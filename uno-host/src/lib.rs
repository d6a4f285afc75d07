//! # uno-host
//!
//! Authority runtime for peeruno.
//!
//! The hosting participant runs this crate. It:
//! - Owns the only mutable game state and chat log, inside one task
//! - Accepts follower links and registers them in a connection registry
//! - Applies intents strictly one at a time through a bounded mailbox
//! - Broadcasts complete snapshots to every link after each transition
//!
//! ## Architecture
//!
//! ```text
//! Follower A ──┐                          ┌── Follower B
//!              │  intents        snapshots │
//!              ▼                           │
//!        ┌──────────────────────────────────┴─┐
//!        │ Session (reader) ─► mailbox ─► Authority task
//!        │                                    │
//!        │ Session (writer) ◄─ ConnectionRegistry ◄┘
//!        └────────────────────────────────────┘
//! ```
//!
//! ## Protocol
//!
//! Followers send `Join`, `StartGame`, `PlayCard`, `DrawCard` and `Chat`.
//! The host answers with `SyncState` (whole game) and `SyncChat` (whole chat
//! log). Rejected intents get no answer.

#![warn(missing_docs)]
#![warn(clippy::all)]

mod authority;
pub mod config;
pub mod error;
pub mod registry;
pub mod server;
mod session;

pub use config::{Config, ConfigError, LoggingConfig, ServerConfig};
pub use error::{HostError, Result};
pub use registry::ConnectionRegistry;
pub use server::Host;
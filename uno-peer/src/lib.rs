//! # uno-peer
//!
//! Networking side of a peeruno participant.
//!
//! ## Features
//!
//! - **Transport Abstraction**: Pluggable link layer (in-memory, mock)
//! - **Follower Proxy**: Forwards intents, mirrors authority snapshots
//! - **Pure State Machine**: Link lifecycle from uno-core
//!
//! ## Example
//!
//! ```ignore
//! use uno_peer::{Follower, MemoryNetwork};
//!
//! let network = MemoryNetwork::new(64);
//! let id = PlayerId::new();
//! let mut follower = Follower::new(id, "table-1", network.transport(id));
//!
//! follower.connect("Ada").await?;
//! follower.send_chat("hello").await?;
//! ```

#![warn(missing_docs)]
#![warn(clippy::all)]

pub mod follower;
pub mod transport;

pub use follower::{Follower, FollowerError, FollowerEvent};
pub use transport::{
    Listener, MemoryListener, MemoryNetwork, MemoryTransport, MockTransport, Transport,
    TransportError,
};
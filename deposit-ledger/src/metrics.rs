//! Metrics collection for observability
//!
//! Prometheus metrics for monitoring the ledger.
//!
//! # Metrics
//!
//! - `ledger_credits_total` - Successful account credits
//! - `ledger_debits_total` - Successful account debits
//! - `ledger_insufficient_funds_total` - Debits rejected by the balance check
//! - `ledger_mutation_duration_seconds` - Histogram of mutation latencies

use prometheus::{
    register_histogram_with_registry, register_int_counter_with_registry, Encoder, Histogram,
    HistogramOpts, IntCounter, Opts, Registry, TextEncoder,
};
use std::sync::Arc;

/// Metrics collector
#[derive(Clone)]
pub struct Metrics {
    /// Successful credits
    pub credits_total: IntCounter,

    /// Successful debits
    pub debits_total: IntCounter,

    /// Debits rejected for insufficient funds
    pub insufficient_funds_total: IntCounter,

    /// Mutation duration histogram
    pub mutation_duration: Histogram,

    /// Prometheus registry
    pub registry: Arc<Registry>,
}

impl Metrics {
    /// Create new metrics collector
    pub fn new() -> prometheus::Result<Self> {
        let registry = Arc::new(Registry::new());

        let credits_total = register_int_counter_with_registry!(
            Opts::new("ledger_credits_total", "Successful account credits"),
            registry
        )?;

        let debits_total = register_int_counter_with_registry!(
            Opts::new("ledger_debits_total", "Successful account debits"),
            registry
        )?;

        let insufficient_funds_total = register_int_counter_with_registry!(
            Opts::new(
                "ledger_insufficient_funds_total",
                "Debits rejected by the balance check"
            ),
            registry
        )?;

        let mutation_duration = register_histogram_with_registry!(
            HistogramOpts::new(
                "ledger_mutation_duration_seconds",
                "Histogram of mutation latencies"
            )
            .buckets(vec![0.001, 0.005, 0.010, 0.025, 0.050, 0.100, 0.250, 0.500, 1.0]),
            registry
        )?;

        Ok(Self {
            credits_total,
            debits_total,
            insufficient_funds_total,
            mutation_duration,
            registry,
        })
    }

    /// Record a successful credit
    pub fn record_credit(&self) {
        self.credits_total.inc();
    }

    /// Record a successful debit
    pub fn record_debit(&self) {
        self.debits_total.inc();
    }

    /// Record a rejected debit
    pub fn record_insufficient_funds(&self) {
        self.insufficient_funds_total.inc();
    }

    /// Record mutation duration
    pub fn record_mutation_duration(&self, duration_seconds: f64) {
        self.mutation_duration.observe(duration_seconds);
    }

    /// Export metrics in the Prometheus text format
    pub fn export(&self) -> prometheus::Result<String> {
        let encoder = TextEncoder::new();
        let mut buffer = Vec::new();
        encoder.encode(&self.registry.gather(), &mut buffer)?;
        Ok(String::from_utf8_lossy(&buffer).into_owned())
    }

    /// Get metrics registry
    pub fn registry(&self) -> &Registry {
        &self.registry
    }
}

impl Default for Metrics {
    fn default() -> Self {
        Self::new().expect("Failed to create metrics")
    }
}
============================================================
Repeat all the entries above without altering anything.

filename uno-host/src/lib.rs
repository d6a4f285afc75d07
//! # uno-host
//!
//! Authority runtime for peeruno.
//!
//! The hosting participant runs this crate. It:
//! - Owns the only mutable game state and chat log, inside one task
//! - Accepts follower links and registers them in a connection registry
//! - Applies intents strictly one at a time through a bounded mailbox
//! - Broadcasts complete snapshots to every link after each transition
//!
//! ## Architecture
//!
//! ```text
//! Follower A ──┐                          ┌── Follower B
//!              │  intents        snapshots │
//!              ▼                           │
//!        ┌──────────────────────────────────┴─┐
//!        │ Session (reader) ─► mailbox ─► Authority task
//!        │                                    │
//!        │ Session (writer) ◄─ ConnectionRegistry ◄┘
//!        └────────────────────────────────────┘
//! ```
//!
//! ## Protocol
//!
//! Followers send `Join`, `StartGame`, `PlayCard`, `DrawCard` and `Chat`.
//! The host answers with `SyncState` (whole game) and `SyncChat` (whole chat
//! log). Rejected intents get no answer.

#![warn(missing_docs)]
#![warn(clippy::all)]

mod authority;
pub mod config;
pub mod error;
pub mod registry;
pub mod server;
mod session;

pub use config::{Config, ConfigError, LoggingConfig, ServerConfig};
pub use error::{HostError, Result};
pub use registry::ConnectionRegistry;
pub use server::Host;
filename uno-peer/src/lib.rs
//! # uno-peer
//!
//! Networking side of a peeruno participant.
//!
//! ## Features
//!
//! - **Transport Abstraction**: Pluggable link layer (in-memory, mock)
//! - **Follower Proxy**: Forwards intents, mirrors authority snapshots
//! - **Pure State Machine**: Link lifecycle from uno-core
//!
//! ## Example
//!
//! ```ignore
//! use uno_peer::{Follower, MemoryNetwork};
//!
//! let network = MemoryNetwork::new(64);
//! let id = PlayerId::new();
//! let mut follower = Follower::new(id, "table-1", network.transport(id));
//!
//! follower.connect("Ada").await?;
//! follower.send_chat("hello").await?;
//! ```

#![warn(missing_docs)]
#![warn(clippy::all)]

pub mod follower;
pub mod transport;

pub use follower::{Follower, FollowerError, FollowerEvent};
pub use transport::{
    Listener, MemoryListener, MemoryNetwork, MemoryTransport, MockTransport, Transport,
    TransportError,
};
filename deposit-ledger/src/metrics.rs
//! Metrics collection for observability
//!
//! Prometheus metrics for monitoring the ledger.
//!
//! # Metrics
//!
//! - `ledger_credits_total` - Successful account credits
//! - `ledger_debits_total` - Successful account debits
//! - `ledger_insufficient_funds_total` - Debits rejected by the balance check
//! - `ledger_mutation_duration_seconds` - Histogram of mutation latencies

use prometheus::{
    register_histogram_with_registry, register_int_counter_with_registry, Encoder, Histogram,
    HistogramOpts, IntCounter, Opts, Registry, TextEncoder,
};
use std::sync::Arc;

/// Metrics collector
#[derive(Clone)]
pub struct Metrics {
    /// Successful credits
    pub credits_total: IntCounter,

    /// Successful debits
    pub debits_total: IntCounter,

    /// Debits rejected for insufficient funds
    pub insufficient_funds_total: IntCounter,

    /// Mutation duration histogram
    pub mutation_duration: Histogram,

    /// Prometheus registry
    pub registry: Arc<Registry>,
}

impl Metrics {
    /// Create new metrics collector
    pub fn new() -> prometheus::Result<Self> {
        let registry = Arc::new(Registry::new());

        let credits_total = register_int_counter_with_registry!(
            Opts::new("ledger_credits_total", "Successful account credits"),
            registry
        )?;

        let debits_total = register_int_counter_with_registry!(
            Opts::new("ledger_debits_total", "Successful account debits"),
            registry
        )?;

        let insufficient_funds_total = register_int_counter_with_registry!(
            Opts::new(
                "ledger_insufficient_funds_total",
                "Debits rejected by the balance check"
            ),
            registry
        )?;

        let mutation_duration = register_histogram_with_registry!(
            HistogramOpts::new(
                "ledger_mutation_duration_seconds",
                "Histogram of mutation latencies"
            )
            .buckets(vec![0.001, 0.005, 0.010, 0.025, 0.050, 0.100, 0.250, 0.500, 1.0]),
            registry
        )?;

        Ok(Self {
            credits_total,
            debits_total,
            insufficient_funds_total,
            mutation_duration,
            registry,
        })
    }

    /// Record a successful credit
    pub fn record_credit(&self) {
        self.credits_total.inc();
    }

    /// Record a successful debit
    pub fn record_debit(&self) {
        self.debits_total.inc();
    }

    /// Record a rejected debit
    pub fn record_insufficient_funds(&self) {
        self.insufficient_funds_total.inc();
    }

    /// Record mutation duration
    pub fn record_mutation_duration(&self, duration_seconds: f64) {
        self.mutation_duration.observe(duration_seconds);
    }

    /// Export metrics in the Prometheus text format
    pub fn export(&self) -> prometheus::Result<String> {
        let encoder = TextEncoder::new();
        let mut buffer = Vec::new();
        encoder.encode(&self.registry.gather(), &mut buffer)?;
        Ok(String::from_utf8_lossy(&buffer).into_owned())
    }

    /// Get metrics registry
    pub fn registry(&self) -> &Registry {
        &self.registry
    }
}

impl Default for Metrics {
    fn default() -> Self {
        Self::new().expect("Failed to create metrics")
    }
}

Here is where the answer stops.